HRSA’s coding policy conflicts with coding guidelines, which HRSA acknowledges. “HRSA recognizes that the use of B97.29 as the primary diagnosis as described above is different from the ICD-10-CM Official Coding Guidelines – Supplement for Coding encounters related to COVID-19 Coronavirus Outbreak. HRSA is not providing coding guidance to providers. Rather, HRSA is providing billing guidance to allow providers to identify and submit only claims eligible for reimbursement under this program, which is exclusively for reimbursing providers for COVID-19 testing of uninsured individuals and for treatment for uninsured individuals when COVID-19 is the primary reason for treatment, except as noted,” the website explained.
HRSA’s position on primary and secondary coding “is not without controversy,” said attorney Daniel Hettich, with King & Spalding in Washington, D.C. The American Hospital Association (AHA) sent a letter in May to HRSA urging it to allow hospitals to use COVID-19 diagnosis codes in the primary or secondary fields on the claim.[4] “Otherwise providers will be faced with the dilemma of having to violate HIPAA code set rules if they want to be reimbursed for the care of the uninsured,” AHA noted. So far HRSA is sticking to its guns.
Before submitting claims to the HRSA uninsured fund, providers are required to verify patient eligibility, which means patients aren’t covered for COVID-19-related services by employer-sponsored insurance, Medicare, Medicaid or other health plans, Azim said.
‘Severe Consequences’ for Noncompliance
As they do with the PRF, which is also run by HRSA, hospitals and other providers who are paid from the HRSA uninsured program must attest to their compliance with its terms and conditions.
Noncompliance can have “severe consequences,” including recoupment and administrative, civil or criminal enforcement actions, Azim said. “And any deliberate omission, misrepresentation or falsification in a request for reimbursement could mean having Medicare billing privileges revoked or being excluded from federal health care programs.
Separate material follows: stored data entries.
//! Headers of applied blocks together with the exact events applied, so a
//! retracted block can be reverted without re-fetching it.

use crate::domain::{BlockNumber, LedgerEvent};
use chrono::{DateTime, Utc};
use sqlx::sqlite::{SqliteConnection, SqliteRow};
use sqlx::Row;

use super::{block_col, StoreTx};

#[derive(Debug, Clone, PartialEq, Eq)]
pub struct IndexedBlock {
    pub number: BlockNumber,
    pub hash: String,
    pub parent_hash: String,
    pub events: Vec<LedgerEvent>,
    pub indexed_at: DateTime<Utc>,
}

fn block_from_row(row: &SqliteRow) -> Result<IndexedBlock, sqlx::Error> {
    let events: String = row.try_get("events")?;
    let events = serde_json::from_str(&events).map_err(|e| sqlx::Error::ColumnDecode {
        index: "events".to_string(),
        source: Box::new(e),
    })?;
    let indexed_at: String = row.try_get("indexed_at")?;
    let indexed_at = DateTime::parse_from_rfc3339(&indexed_at)
        .map_err(|e| sqlx::Error::ColumnDecode {
            index: "indexed_at".to_string(),
            source: Box::new(e),
        })?
        .with_timezone(&Utc);
    Ok(IndexedBlock {
        number: block_col(row, "block_number")?,
        hash: row.try_get("block_hash")?,
        parent_hash: row.try_get("parent_hash")?,
        events,
        indexed_at,
    })
}

pub(super) async fn fetch_latest(
    conn: &mut SqliteConnection,
) -> Result<Option<IndexedBlock>, sqlx::Error> {
    let row = sqlx::query(
        r#"
        SELECT block_number, block_hash, parent_hash, events, indexed_at
        FROM indexed_blocks
        ORDER BY block_number DESC
        LIMIT 1
        "#,
    )
    .fetch_optional(&mut *conn)
    .await?;
    row.as_ref().map(block_from_row).transpose()
}

pub(super) async fn fetch_block(
    conn: &mut SqliteConnection,
    number: BlockNumber,
) -> Result<Option<IndexedBlock>, sqlx::Error> {
    let row = sqlx::query(
        r#"
        SELECT block_number, block_hash, parent_hash, events, indexed_at
        FROM indexed_blocks
        WHERE block_number = ?
        "#,
    )
    .bind(number.as_i64())
    .fetch_optional(&mut *conn)
    .await?;
    row.as_ref().map(block_from_row).transpose()
}

impl StoreTx {
    pub async fn get_indexed_block(
        &mut self,
        number: BlockNumber,
    ) -> Result<Option<IndexedBlock>, sqlx::Error> {
        fetch_block(&mut self.tx, number).await
    }

    pub async fn put_indexed_block(&mut self, block: &IndexedBlock) -> Result<(), sqlx::Error> {
        let events = serde_json::to_string(&block.events)
            .map_err(|e| sqlx::Error::Protocol(format!("encoding block events: {}", e)))?;
        sqlx::query(
            r#"
            INSERT INTO indexed_blocks (block_number, block_hash, parent_hash, events, indexed_at)
            VALUES (?, ?, ?, ?, ?)
            "#,
        )
        .bind(block.number.as_i64())
        .bind(&block.hash)
        .bind(&block.parent_hash)
        .bind(events)
        .bind(block.indexed_at.to_rfc3339())
        .execute(&mut *self.tx)
        .await?;
        Ok(())
    }

    pub async fn delete_indexed_block(&mut self, number: BlockNumber) -> Result<bool, sqlx::Error> {
        let result = sqlx::query("DELETE FROM indexed_blocks WHERE block_number = ?")
            .bind(number.as_i64())
            .execute(&mut *self.tx)
            .await?;
        Ok(result.rows_affected() > 0)
    }
}

#[cfg(test)]
mod tests {
    use super::super::tests::setup_test_db;
    use super::*;
    use crate::domain::{Address, Amount};

    #[tokio::test]
    async fn test_indexed_block_keeps_events() {
        let (repo, _temp) = setup_test_db().await;
        let block = IndexedBlock {
            number: BlockNumber::new(42),
            hash: "0x42".to_string(),
            parent_hash: "0x41".to_string(),
            events: vec![LedgerEvent::Deposit {
                vault: Address::new("0xv".to_string()),
                provider: Address::new("0xa".to_string()),
                provider_unlocked: Amount::from(100u64),
                vault_unlocked: Amount::from(100u64),
            }],
            indexed_at: DateTime::parse_from_rfc3339("2024-05-01T12:00:00Z")
                .unwrap()
                .with_timezone(&Utc),
        };

        let mut tx = repo.begin().await.unwrap();
        tx.put_indexed_block(&block).await.unwrap();
        tx.commit().await.unwrap();

        assert_eq!(repo.latest_indexed_block().await.unwrap(), Some(block.clone()));

        let mut tx = repo.begin().await.unwrap();
        assert!(tx.delete_indexed_block(block.number).await.unwrap());
        tx.commit().await.unwrap();
        assert!(repo.get_indexed_block(block.number).await.unwrap().is_none());
    }
}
It’s crucial that payment recipients review the terms and conditions and ensure continuing compliance with them.”
Some of the terms and conditions will be familiar from the PRF. For example, providers must certify they won’t use HRSA uninsured funds to reimburse themselves for services paid by other sources (e.g., health plans). “It’s exactly what we see in the PRF,” Azim said. “You can’t double dip.” If they wind up getting the money from another source, providers must return HRSA’s funds that duplicate payment from the other source.
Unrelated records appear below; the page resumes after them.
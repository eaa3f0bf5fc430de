//! Domain primitives: BlockNumber, Address.

use serde::{Deserialize, Serialize};
use std::str::FromStr;
use thiserror::Error;

/// Height of a block on the host chain.
#[derive(
    Debug, Clone, Copy, Default, PartialEq, Eq, PartialOrd, Ord, Hash, Serialize, Deserialize,
)]
pub struct BlockNumber(pub u64);

impl BlockNumber {
    /// Create a BlockNumber from a height.
    pub fn new(n: u64) -> Self {
        BlockNumber(n)
    }

    /// Get the underlying height.
    pub fn as_u64(&self) -> u64 {
        self.0
    }

    /// Height as SQLite's native integer type.
    pub fn as_i64(&self) -> i64 {
        self.0 as i64
    }

    /// Convert back from a stored SQLite integer.
    pub fn from_i64(n: i64) -> Self {
        BlockNumber(n.max(0) as u64)
    }
}

impl std::fmt::Display for BlockNumber {
    fn fmt(&self, f: &mut std::fmt::Formatter<'_>) -> std::fmt::Result {
        write!(f, "{}", self.0)
    }
}

/// Contract or account address, normalized to lowercase `0x` hex without
/// leading zeros.
#[derive(Debug, Clone, PartialEq, Eq, PartialOrd, Ord, Hash, Serialize, Deserialize)]
pub struct Address(pub String);

#[derive(Debug, Clone, PartialEq, Eq, Error)]
#[error("invalid address: {0}")]
pub struct AddressParseError(pub String);

impl Address {
    /// Create an Address from an already-normalized string.
    pub fn new(addr: String) -> Self {
        Address(addr)
    }

    /// Get the address as a string reference.
    pub fn as_str(&self) -> &str {
        &self.0
    }

    /// Normalize raw hex into canonical form.
    ///
    /// `0x00AbC` and `abc` both become `0xabc`; the zero address is `0x0`.
    pub fn parse(raw: &str) -> Result<Self, AddressParseError> {
        let trimmed = raw.trim();
        let digits = trimmed
            .strip_prefix("0x")
            .or_else(|| trimmed.strip_prefix("0X"))
            .unwrap_or(trimmed);
        if digits.is_empty() || !digits.chars().all(|c| c.is_ascii_hexdigit()) {
            return Err(AddressParseError(raw.to_string()));
        }
        let stripped = digits.trim_start_matches('0').to_ascii_lowercase();
        if stripped.len() > 64 {
            return Err(AddressParseError(raw.to_string()));
        }
        if stripped.is_empty() {
            Ok(Address("0x0".to_string()))
        } else {
            Ok(Address(format!("0x{}", stripped)))
        }
    }
}

impl FromStr for Address {
    type Err = AddressParseError;

    fn from_str(s: &str) -> Result<Self, Self::Err> {
        Address::parse(s)
    }
}

impl std::fmt::Display for Address {
    fn fmt(&self, f: &mut std::fmt::Formatter<'_>) -> std::fmt::Result {
        write!(f, "{}", self.0)
    }
}

#[cfg(test)]
mod tests {
    use super::*;

    #[test]
    fn test_address_normalization() {
        assert_eq!(Address::parse("0x00AbC").unwrap().as_str(), "0xabc");
        assert_eq!(Address::parse("abc").unwrap().as_str(), "0xabc");
        assert_eq!(Address::parse("0x000").unwrap().as_str(), "0x0");
    }

    #[test]
    fn test_address_rejects_non_hex() {
        assert!(Address::parse("0xzz").is_err());
        assert!(Address::parse("").is_err());
        assert!(Address::parse("0x").is_err());
    }

    #[test]
    fn test_address_display() {
        let addr = Address::new("0x123abc".to_string());
        assert_eq!(addr.to_string(), "0x123abc");
    }

    #[test]
    fn test_block_number_ordering() {
        let b1 = BlockNumber::new(10);
        let b2 = BlockNumber::new(11);
        assert!(b1 < b2);
        assert_eq!(BlockNumber::from_i64(b2.as_i64()), b2);
    }
}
OIG is scrutinizing payments to providers from the HRSA uninsured program. It’s an item on the Work Plan, with a report due this year.[5] OIG “will determine whether claims for COVID-19 diagnostic testing and treatment services reimbursed by HHS through HRSA’s COVID-19 Uninsured Program complied with Federal requirements.”
Meanwhile, HHS has moved all PRF information from the HHS website to the HRSA website, Azim said. HHS has given providers a 60-day grace period for complying with PRF reporting requirements, extending the deadline for the first round beyond Sept. 30.[6] The grace period starts Oct. 1 and will end Nov. 30.